Segment Start: DATA EXTRACT

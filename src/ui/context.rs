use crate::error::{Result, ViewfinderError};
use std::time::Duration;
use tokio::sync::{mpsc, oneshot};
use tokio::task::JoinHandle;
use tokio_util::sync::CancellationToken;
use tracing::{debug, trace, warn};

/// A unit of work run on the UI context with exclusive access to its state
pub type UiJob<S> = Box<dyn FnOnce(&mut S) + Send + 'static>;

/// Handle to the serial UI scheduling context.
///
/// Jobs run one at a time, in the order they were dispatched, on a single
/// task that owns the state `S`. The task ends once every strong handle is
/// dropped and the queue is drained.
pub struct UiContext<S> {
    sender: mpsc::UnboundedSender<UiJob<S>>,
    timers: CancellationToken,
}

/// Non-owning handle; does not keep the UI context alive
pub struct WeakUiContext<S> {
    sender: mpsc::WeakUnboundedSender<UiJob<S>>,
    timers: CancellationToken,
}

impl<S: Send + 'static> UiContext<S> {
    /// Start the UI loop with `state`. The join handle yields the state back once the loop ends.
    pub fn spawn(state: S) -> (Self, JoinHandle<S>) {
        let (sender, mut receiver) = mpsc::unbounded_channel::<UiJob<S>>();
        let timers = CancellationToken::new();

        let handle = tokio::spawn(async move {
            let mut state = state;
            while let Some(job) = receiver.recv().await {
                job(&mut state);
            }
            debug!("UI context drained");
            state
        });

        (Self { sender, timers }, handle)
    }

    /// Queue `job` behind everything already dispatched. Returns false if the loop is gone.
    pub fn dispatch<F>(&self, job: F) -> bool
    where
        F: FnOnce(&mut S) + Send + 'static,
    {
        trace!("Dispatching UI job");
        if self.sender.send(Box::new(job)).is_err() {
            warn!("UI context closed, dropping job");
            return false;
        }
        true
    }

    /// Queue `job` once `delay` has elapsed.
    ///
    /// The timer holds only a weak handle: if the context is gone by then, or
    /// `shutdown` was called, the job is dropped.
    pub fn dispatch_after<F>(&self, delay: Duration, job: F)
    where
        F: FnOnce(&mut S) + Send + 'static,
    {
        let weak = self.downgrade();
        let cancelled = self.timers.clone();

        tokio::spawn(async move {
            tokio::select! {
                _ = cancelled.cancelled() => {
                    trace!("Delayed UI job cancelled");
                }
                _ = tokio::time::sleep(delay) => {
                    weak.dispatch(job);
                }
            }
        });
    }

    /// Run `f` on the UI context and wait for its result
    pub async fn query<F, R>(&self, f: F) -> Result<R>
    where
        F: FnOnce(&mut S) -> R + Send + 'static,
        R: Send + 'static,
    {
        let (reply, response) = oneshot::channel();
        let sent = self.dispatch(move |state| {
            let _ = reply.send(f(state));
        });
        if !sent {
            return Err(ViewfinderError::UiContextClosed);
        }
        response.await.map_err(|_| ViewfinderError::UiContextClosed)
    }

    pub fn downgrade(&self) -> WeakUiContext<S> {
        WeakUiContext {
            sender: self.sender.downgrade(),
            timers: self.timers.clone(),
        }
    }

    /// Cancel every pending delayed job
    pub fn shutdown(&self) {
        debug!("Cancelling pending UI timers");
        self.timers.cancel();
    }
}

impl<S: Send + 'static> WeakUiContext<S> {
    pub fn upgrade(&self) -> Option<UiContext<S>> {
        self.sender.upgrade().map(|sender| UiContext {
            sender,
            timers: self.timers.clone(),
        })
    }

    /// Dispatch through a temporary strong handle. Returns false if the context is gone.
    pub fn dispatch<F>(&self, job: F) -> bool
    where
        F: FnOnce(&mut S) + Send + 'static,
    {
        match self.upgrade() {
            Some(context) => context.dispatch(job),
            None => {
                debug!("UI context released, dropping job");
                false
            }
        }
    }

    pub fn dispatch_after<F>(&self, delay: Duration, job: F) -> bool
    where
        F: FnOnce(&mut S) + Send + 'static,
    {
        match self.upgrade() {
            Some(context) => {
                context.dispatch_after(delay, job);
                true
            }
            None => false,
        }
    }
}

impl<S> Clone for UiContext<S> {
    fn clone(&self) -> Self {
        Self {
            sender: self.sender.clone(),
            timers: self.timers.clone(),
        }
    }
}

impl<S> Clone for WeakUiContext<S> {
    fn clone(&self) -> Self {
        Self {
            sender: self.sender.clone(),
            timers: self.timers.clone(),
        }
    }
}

Segment End: DATA EXTRACT
Segment Start: DATA EXTRACT

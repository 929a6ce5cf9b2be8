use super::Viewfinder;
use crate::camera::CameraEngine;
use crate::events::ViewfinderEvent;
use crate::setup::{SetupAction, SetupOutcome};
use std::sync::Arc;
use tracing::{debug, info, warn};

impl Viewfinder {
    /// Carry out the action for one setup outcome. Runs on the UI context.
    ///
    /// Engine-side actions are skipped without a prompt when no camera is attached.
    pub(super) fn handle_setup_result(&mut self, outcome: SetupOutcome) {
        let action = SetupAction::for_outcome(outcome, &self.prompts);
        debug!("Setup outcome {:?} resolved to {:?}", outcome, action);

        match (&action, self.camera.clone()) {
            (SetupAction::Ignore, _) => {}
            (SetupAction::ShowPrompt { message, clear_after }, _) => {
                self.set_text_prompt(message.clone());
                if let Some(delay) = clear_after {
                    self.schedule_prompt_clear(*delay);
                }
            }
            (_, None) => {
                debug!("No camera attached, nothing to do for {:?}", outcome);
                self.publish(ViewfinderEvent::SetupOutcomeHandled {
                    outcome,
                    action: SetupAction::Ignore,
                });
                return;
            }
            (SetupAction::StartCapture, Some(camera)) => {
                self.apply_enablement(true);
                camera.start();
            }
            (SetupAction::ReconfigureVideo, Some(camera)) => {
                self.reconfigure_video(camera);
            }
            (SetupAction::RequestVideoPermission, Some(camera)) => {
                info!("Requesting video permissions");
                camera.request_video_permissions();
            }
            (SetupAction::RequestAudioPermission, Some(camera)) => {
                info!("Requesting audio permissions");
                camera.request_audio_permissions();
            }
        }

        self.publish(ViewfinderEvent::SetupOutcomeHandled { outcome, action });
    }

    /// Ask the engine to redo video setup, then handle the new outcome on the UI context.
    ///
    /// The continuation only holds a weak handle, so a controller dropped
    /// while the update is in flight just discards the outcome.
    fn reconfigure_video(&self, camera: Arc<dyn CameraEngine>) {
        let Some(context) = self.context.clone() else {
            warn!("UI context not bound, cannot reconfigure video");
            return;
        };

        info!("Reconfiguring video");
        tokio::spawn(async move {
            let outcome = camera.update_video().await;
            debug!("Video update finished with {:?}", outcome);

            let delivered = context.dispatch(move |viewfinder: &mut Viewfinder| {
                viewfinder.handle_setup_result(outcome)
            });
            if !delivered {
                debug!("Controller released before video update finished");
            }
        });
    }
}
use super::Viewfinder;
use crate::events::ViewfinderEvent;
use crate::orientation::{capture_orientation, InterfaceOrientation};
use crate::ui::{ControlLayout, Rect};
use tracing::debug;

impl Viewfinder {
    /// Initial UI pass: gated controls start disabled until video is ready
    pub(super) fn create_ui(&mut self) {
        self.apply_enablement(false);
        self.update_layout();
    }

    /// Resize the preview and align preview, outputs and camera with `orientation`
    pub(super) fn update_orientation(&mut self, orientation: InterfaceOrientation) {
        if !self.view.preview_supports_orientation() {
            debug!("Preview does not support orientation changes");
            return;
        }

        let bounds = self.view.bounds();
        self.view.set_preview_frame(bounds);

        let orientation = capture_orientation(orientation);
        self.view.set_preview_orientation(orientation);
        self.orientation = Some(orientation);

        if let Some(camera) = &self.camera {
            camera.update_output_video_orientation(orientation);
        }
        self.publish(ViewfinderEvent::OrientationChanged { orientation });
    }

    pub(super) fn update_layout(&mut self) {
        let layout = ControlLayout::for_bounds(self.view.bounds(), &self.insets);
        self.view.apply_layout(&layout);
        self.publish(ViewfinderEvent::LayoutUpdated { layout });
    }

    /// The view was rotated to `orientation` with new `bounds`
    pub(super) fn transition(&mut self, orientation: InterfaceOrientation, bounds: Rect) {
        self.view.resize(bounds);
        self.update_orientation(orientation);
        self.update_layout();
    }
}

Segment End: DATA EXTRACT

* **REQUIREMENT**
Find the lines above that contain the word "SetupAction" and collect them.

* **FINAL ANSWER**
use crate::setup::{SetupAction, SetupOutcome};
        let action = SetupAction::for_outcome(outcome, &self.prompts);
            (SetupAction::Ignore, _) => {}
            (SetupAction::ShowPrompt { message, clear_after }, _) => {
                    action: SetupAction::Ignore,
            (SetupAction::StartCapture, Some(camera)) => {
            (SetupAction::ReconfigureVideo, Some(camera)) => {
            (SetupAction::RequestVideoPermission, Some(camera)) => {
            (SetupAction::RequestAudioPermission, Some(camera)) => {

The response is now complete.